Physical characteristics
- Source: Mt. Ikoma
- • location: Border of Osaka Prefecture and Nara Prefecture
- • coordinates: 34°40′42.43″N 135°40′44.29″E﻿ / ﻿34.6784528°N 135.6789694°E
- • elevation: 642 m (2,106 ft)
- Mouth: Yamato River
- Length: 15 km (9.3 mi)

Basin features
- River system: Yamato River system

= Tatsuta River =

River in Nara Prefecture

The Tatsuta River (Jap. 竜田川 or たつたがわ, Tatsuta-gawa) is a river in Japan that is a tributary of the Yamato River system. The upper stream is also called the Ikoma River (after Ikoma City), and the middle stream is referred to as the Heguri River (after Heguri).

==Geography==
The river flows south from the eastern foot of Mt. Ikoma (altitude 642 m), near the border between Osaka Prefecture and Nara Prefecture, and joins the Yamato River at Ikaruga, Nara Prefecture. The catchment area is about 54 km², and the channel length is about 15 km.

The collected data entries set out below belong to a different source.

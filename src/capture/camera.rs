use std::process::Stdio;
use std::time::Duration;
use tokio::process::Command;
use tokio::time::timeout;
use tracing::debug;

use crate::capture::source::{CaptureError, CaptureSource};
use crate::capture::test_pattern::TestPattern;
use crate::config::CameraConfig;

/// 运行时选定的图像来源
pub enum Camera {
    Command(CommandCamera),
    TestPattern(TestPattern),
}

impl Camera {
    pub fn from_config(config: &CameraConfig, test_source: bool) -> Self {
        if test_source {
            Camera::TestPattern(TestPattern::new())
        } else {
            Camera::Command(CommandCamera::new(
                &config.command,
                Duration::from_secs(config.timeout_secs),
            ))
        }
    }
}

impl CaptureSource for Camera {
    async fn capture(&mut self) -> Result<Vec<u8>, CaptureError> {
        match self {
            Camera::Command(camera) => camera.capture().await,
            Camera::TestPattern(pattern) => pattern.capture().await,
        }
    }

    fn name(&self) -> &str {
        match self {
            Camera::Command(camera) => camera.name(),
            Camera::TestPattern(pattern) => pattern.name(),
        }
    }
}

/// 通过外部命令拍照 (fswebcam, rpicam-still 等)
///
/// 每次拍摄启动一个子进程: 打开设备、读取一帧、退出。
/// 超时或被取消时子进程会被杀掉, 设备不会被长期占用。
pub struct CommandCamera {
    program: String,
    args: Vec<String>,
    timeout: Duration,
}

impl CommandCamera {
    /// `command` 的第一个元素是程序名, 其余为参数
    pub fn new(command: &[String], timeout: Duration) -> Self {
        let (program, args) = match command.split_first() {
            Some((program, args)) => (program.clone(), args.to_vec()),
            None => (String::new(), Vec::new()),
        };

        Self {
            program,
            args,
            timeout,
        }
    }
}

impl CaptureSource for CommandCamera {
    async fn capture(&mut self) -> Result<Vec<u8>, CaptureError> {
        debug!("Running {} {:?}", self.program, self.args);

        let child = Command::new(&self.program)
            .args(&self.args)
            .stdin(Stdio::null())
            .stdout(Stdio::piped())
            .stderr(Stdio::piped())
            .kill_on_drop(true)
            .spawn()
            .map_err(|source| CaptureError::Spawn {
                program: self.program.clone(),
                source,
            })?;

        // 超时后 future 被丢弃, kill_on_drop 负责结束子进程
        let output = timeout(self.timeout, child.wait_with_output())
            .await
            .map_err(|_| CaptureError::Timeout(self.timeout))??;

        if !output.status.success() {
            return Err(CaptureError::Exit {
                status: output.status.to_string(),
                stderr: String::from_utf8_lossy(&output.stderr).trim().to_string(),
            });
        }

        if output.stdout.is_empty() {
            return Err(CaptureError::EmptyFrame);
        }

        // 只检查文件头不够: 截断的 JPEG 要到合成时才会失败, 会连累当天所有帧
        image::load_from_memory(&output.stdout).map_err(CaptureError::NotAnImage)?;

        debug!("Captured {} bytes from {}", output.stdout.len(), self.program);
        Ok(output.stdout)
    }

    fn name(&self) -> &str {
        &self.program
    }
}
pub mod camera;
pub mod source;
pub mod test_pattern;

pub use camera::*;
pub use source::*;
pub use test_pattern::*;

The Tatsuta River has long been known as the 'Heiguri River'. In the Edo period, the area near Tatsuta was called 'Tatsuta River' or 'Nishino Okawa', and the area near Mt. Mimuro was called 'Shiota River'. The river was mentioned in Japanese poems of the Heian period, but this 'Tatsuta River' refers to the vicinity of Kamenose, the main stream of the Yamato River.

Along the Tatsuta River in Ikaruga Town, Nara Prefectural Tatsuta Park has been developed as an urban green area for about 2 km. Every year from late November to early December, the Momiji Festival is held at Tatsuta Park.

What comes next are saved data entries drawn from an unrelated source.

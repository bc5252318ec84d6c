pub mod accumulator;
pub mod encoder;

pub use accumulator::*;
pub use encoder::*;
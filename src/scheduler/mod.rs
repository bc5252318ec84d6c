pub mod clock;
pub mod scheduler;

pub use clock::*;
pub use scheduler::*;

The river has also flood-prone areas, and there have been instances of flood damage caused by torrential rains in August 1992, August 1999, July 2000, and June 2016.

===Municipalities===
Nara Prefecture
- Ikoma City (source)
- Heguri
- Ikaruga

==History==
The river is also known as a famous spot for maple trees since ancient times, which were planted in the Edo period with the advice of Shusei Fujimon, a scholar of Japanese classical literature, and the support of Chūgū-ji Temple. Around 1889 (Meiji 22), there were about 36 maple trees, but 6,000 maple trees were replanted from the mountainous area of Uda.

There is a theory that the name of Tatsuta-age is derived from the fact that it resembles the color of autumn leaves in this river. The river is also mentioned in Famous Views of the Sixty-odd Provinces. However, it is an accepted theory that the 'Tatsuta River' at that time was not the current Tatsuta River (Hegurusu River), but the main stream of the Yamato River from Tateno, Misato-cho to the border of Osaka Prefecture.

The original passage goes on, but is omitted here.